-- Directions --
Look below for the line containing "return a bool." and the line containing "Wrap a synchronous closure"; repeat exactly those two lines and all lines between them, and nothing else.
**** Records shown
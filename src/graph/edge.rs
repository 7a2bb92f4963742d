//! Directed edges between nodes

use serde::{Deserialize, Serialize};

/// Label equivalent to no label when routing condition nodes
pub const DEFAULT_LABEL: &str = "default";

/// Label of the edge a loop node follows while its loop keeps running
pub const CONTINUE_LABEL: &str = "continue";

/// Label of the edge a loop node follows once its loop is satisfied
pub const EXIT_LABEL: &str = "exit";

/// Directed connection between two nodes
#[derive(Debug, Clone, PartialEq, Eq, Hash, Deserialize, Serialize)]
#[serde(deny_unknown_fields)]
pub struct Edge {
    pub source_id: String,

    pub target_id: String,

    /// Branch label (condition nodes) or continue/exit marker (loop nodes)
    #[serde(default, skip_serializing_if = "Option::is_none")]
    pub label: Option<String>,
}

impl Edge {
    /// Create an unlabeled edge
    pub fn new(source_id: impl Into<String>, target_id: impl Into<String>) -> Self {
        Self {
            source_id: source_id.into(),
            target_id: target_id.into(),
            label: None,
        }
    }

    /// Create a labeled edge
    pub fn labeled(
        source_id: impl Into<String>,
        target_id: impl Into<String>,
        label: impl Into<String>,
    ) -> Self {
        Self {
            label: Some(label.into()),
            ..Self::new(source_id, target_id)
        }
    }

    /// True for unlabeled edges and edges carrying the reserved default label
    pub fn is_default(&self) -> bool {
        self.label.as_deref().is_none_or(|l| l == DEFAULT_LABEL)
    }

    pub fn has_label(&self, label: &str) -> bool {
        self.label.as_deref() == Some(label)
    }
}
//! Function registry - name to callable lookup consulted at node execution time
//!
//! Nodes hold function names, never callables, so a binding registered (or
//! replaced) after a workflow is registered still takes effect for nodes that
//! have not run yet.

use super::RegistryError;
use crate::Data;
use async_trait::async_trait;
use serde_json::Value;
use std::collections::HashMap;
use std::future::Future;
use std::sync::{Arc, PoisonError, RwLock};
use thiserror::Error;

/// Failure raised by a node function itself
#[derive(Debug, Clone, Error, PartialEq, Eq)]
#[error("{message}")]
pub struct FunctionError {
    pub message: String,
}

impl FunctionError {
    pub fn new(message: impl Into<String>) -> Self {
        Self {
            message: message.into(),
        }
    }
}

impl From<String> for FunctionError {
    fn from(message: String) -> Self {
        Self { message }
    }
}

impl From<&str> for FunctionError {
    fn from(message: &str) -> Self {
        Self::new(message)
    }
}

impl From<serde_json::Error> for FunctionError {
    fn from(e: serde_json::Error) -> Self {
        Self::new(format!("invalid data: {}", e))
    }
}

/// A callable bound to a name in the registry
///
/// Task and loop-body functions return a mapping that the engine merges into
/// the run data. Condition functions return a branch label, and loop
/// predicates return a bool.
#[async_trait]
pub trait NodeFunction: Send + Sync {
    async fn call(&self, data: &Data) -> Result<Value, FunctionError>;
}

/// Adapter for plain synchronous closures
pub struct SyncFunction<F>(F);

#[async_trait]
impl<F> NodeFunction for SyncFunction<F>
where
    F: Fn(&Data) -> Result<Value, FunctionError> + Send + Sync,
{
    async fn call(&self, data: &Data) -> Result<Value, FunctionError> {
        (self.0)(data)
    }
}

/// Adapter for async closures; the closure receives an owned snapshot of the data
pub struct AsyncFunction<F>(F);

#[async_trait]
impl<F, Fut> NodeFunction for AsyncFunction<F>
where
    F: Fn(Data) -> Fut + Send + Sync,
    Fut: Future<Output = Result<Value, FunctionError>> + Send,
{
    async fn call(&self, data: &Data) -> Result<Value, FunctionError> {
        (self.0)(data.clone()).await
    }
}

/// Wrap a synchronous closure
pub fn sync_fn<F>(f: F) -> SyncFunction<F>
where
    F: Fn(&Data) -> Result<Value, FunctionError> + Send + Sync,
{
    SyncFunction(f)
}

/// Wrap an async closure
pub fn async_fn<F, Fut>(f: F) -> AsyncFunction<F>
where
    F: Fn(Data) -> Fut + Send + Sync,
    Fut: Future<Output = Result<Value, FunctionError>> + Send,
{
    AsyncFunction(f)
}

#[derive(Default)]
struct Bindings {
    functions: HashMap<String, Arc<dyn NodeFunction>>,
    order: Vec<String>,
}

/// Process-scoped name to callable table
///
/// Writes take the single writer lock; resolutions share the read lock and
/// release it before the function is invoked.
#[derive(Default)]
pub struct FunctionRegistry {
    bindings: RwLock<Bindings>,
}

impl FunctionRegistry {
    pub fn new() -> Self {
        Self::default()
    }

    /// Bind `name` to a function; an existing binding is replaced (last write wins)
    pub fn register(&self, name: impl Into<String>, function: impl NodeFunction + 'static) {
        self.register_arc(name, Arc::new(function));
    }

    /// Bind `name` to a synchronous closure
    pub fn register_fn<F>(&self, name: impl Into<String>, f: F)
    where
        F: Fn(&Data) -> Result<Value, FunctionError> + Send + Sync + 'static,
    {
        self.register(name, sync_fn(f));
    }

    /// Bind `name` to an async closure
    pub fn register_async<F, Fut>(&self, name: impl Into<String>, f: F)
    where
        F: Fn(Data) -> Fut + Send + Sync + 'static,
        Fut: Future<Output = Result<Value, FunctionError>> + Send + 'static,
    {
        self.register(name, async_fn(f));
    }

    /// Bind `name` to a shared function object
    pub fn register_arc(&self, name: impl Into<String>, function: Arc<dyn NodeFunction>) {
        let name = name.into();
        let mut bindings = self.bindings.write().unwrap_or_else(PoisonError::into_inner);

        if bindings.functions.insert(name.clone(), function).is_some() {
            tracing::warn!(function = %name, "Replaced existing function binding");
        } else {
            tracing::debug!(function = %name, "Registered function");
            bindings.order.push(name);
        }
    }

    /// Look up a function by name
    pub fn resolve(&self, name: &str) -> Result<Arc<dyn NodeFunction>, RegistryError> {
        let bindings = self.bindings.read().unwrap_or_else(PoisonError::into_inner);
        bindings
            .functions
            .get(name)
            .cloned()
            .ok_or_else(|| RegistryError::UnresolvedFunction {
                name: name.to_string(),
            })
    }

    pub fn contains(&self, name: &str) -> bool {
        let bindings = self.bindings.read().unwrap_or_else(PoisonError::into_inner);
        bindings.functions.contains_key(name)
    }

    /// Registered names, in first-registration order
    pub fn names(&self) -> Vec<String> {
        let bindings = self.bindings.read().unwrap_or_else(PoisonError::into_inner);
        bindings.order.clone()
    }

    pub fn len(&self) -> usize {
        let bindings = self.bindings.read().unwrap_or_else(PoisonError::into_inner);
        bindings.order.len()
    }

    pub fn is_empty(&self) -> bool {
        self.len() == 0
    }
}

impl std::fmt::Debug for FunctionRegistry {
    fn fmt(&self, f: &mut std::fmt::Formatter<'_>) -> std::fmt::Result {
        f.debug_struct("FunctionRegistry")
            .field("functions", &self.names())
            .finish()
    }
}
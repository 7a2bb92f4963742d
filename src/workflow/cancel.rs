//! Cancellation tokens, observed by the engine at node boundaries

use std::sync::Arc;
use tokio::sync::watch;

/// Cancellation token shared between a run and whoever may cancel it
#[derive(Clone, Debug)]
pub struct CancellationToken {
    sender: Arc<watch::Sender<bool>>,
    receiver: watch::Receiver<bool>,
}

impl CancellationToken {
    /// Create a new cancellation token
    pub fn new() -> Self {
        let (sender, receiver) = watch::channel(false);
        Self {
            sender: Arc::new(sender),
            receiver,
        }
    }

    /// Cancel the token
    pub fn cancel(&self) {
        let _ = self.sender.send(true);
    }

    /// Check if cancelled
    pub fn is_cancelled(&self) -> bool {
        *self.receiver.borrow()
    }
}

impl Default for CancellationToken {
    fn default() -> Self {
        Self::new()
    }
}
//! Configuration types and loading for nodeflow

mod loader;
mod workflow;

pub use loader::{
    Defaults, LoggingConfig, NodeflowConfig, PROJECT_DIR, discover_workflows, load_workflow,
    load_workflow_file, workflow_dirs,
};
pub use workflow::{NodeDefinition, WorkflowDefinition};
********
-- The answer --
/// predicates return a bool.
#[async_trait]
pub trait NodeFunction: Send + Sync {
    async fn call(&self, data: &Data) -> Result<Value, FunctionError>;
}

/// Adapter for plain synchronous closures
pub struct SyncFunction<F>(F);

#[async_trait]
impl<F> NodeFunction for SyncFunction<F>
where
    F: Fn(&Data) -> Result<Value, FunctionError> + Send + Sync,
{
    async fn call(&self, data: &Data) -> Result<Value, FunctionError> {
        (self.0)(data)
    }
}

/// Adapter for async closures; the closure receives an owned snapshot of the data
pub struct AsyncFunction<F>(F);

#[async_trait]
impl<F, Fut> NodeFunction for AsyncFunction<F>
where
    F: Fn(Data) -> Fut + Send + Sync,
    Fut: Future<Output = Result<Value, FunctionError>> + Send,
{
    async fn call(&self, data: &Data) -> Result<Value, FunctionError> {
        (self.0)(data.clone()).await
    }
}

/// Wrap a synchronous closure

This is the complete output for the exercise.